**Work item**
Every record below needs to be retyped exactly as it appears.

**Material for this exercise**
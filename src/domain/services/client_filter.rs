//! Client list filtering.

use serde::{Deserialize, Serialize};

use crate::domain::entities::{Client, ClientStatus};

/// Status filter offered on the client list.
#[derive(Debug, Clone, Copy, PartialEq, Eq, Default, Serialize, Deserialize)]
#[serde(rename_all = "lowercase")]
pub enum ClientFilter {
    #[default]
    All,
    Active,
    Inactive,
    Pending,
}

impl ClientFilter {
    /// Whether a client passes the status filter.
    pub fn admits(&self, client: &Client) -> bool {
        match self {
            Self::All => true,
            Self::Active => client.status == ClientStatus::Active,
            Self::Inactive => client.status == ClientStatus::Inactive,
            Self::Pending => client.status == ClientStatus::Pending,
        }
    }

    /// Clients passing both the status filter and the search query, in order.
    pub fn apply<'a>(&self, clients: &'a [Client], query: &str) -> Vec<&'a Client> {
        clients
            .iter()
            .filter(|c| self.admits(c) && c.matches_search(query))
            .collect()
    }
}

**Solved problem**
filename src/domain/services/client_filter.rs
//! Client list filtering.

use serde::{Deserialize, Serialize};

use crate::domain::entities::{Client, ClientStatus};

/// Status filter offered on the client list.
#[derive(Debug, Clone, Copy, PartialEq, Eq, Default, Serialize, Deserialize)]
#[serde(rename_all = "lowercase")]
pub enum ClientFilter {
    #[default]
    All,
    Active,
    Inactive,
    Pending,
}

impl ClientFilter {
    /// Whether a client passes the status filter.
    pub fn admits(&self, client: &Client) -> bool {
        match self {
            Self::All => true,
            Self::Active => client.status == ClientStatus::Active,
            Self::Inactive => client.status == ClientStatus::Inactive,
            Self::Pending => client.status == ClientStatus::Pending,
        }
    }

    /// Clients passing both the status filter and the search query, in order.
    pub fn apply<'a>(&self, clients: &'a [Client], query: &str) -> Vec<&'a Client> {
        clients
            .iter()
            .filter(|c| self.admits(c) && c.matches_search(query))
            .collect()
    }
}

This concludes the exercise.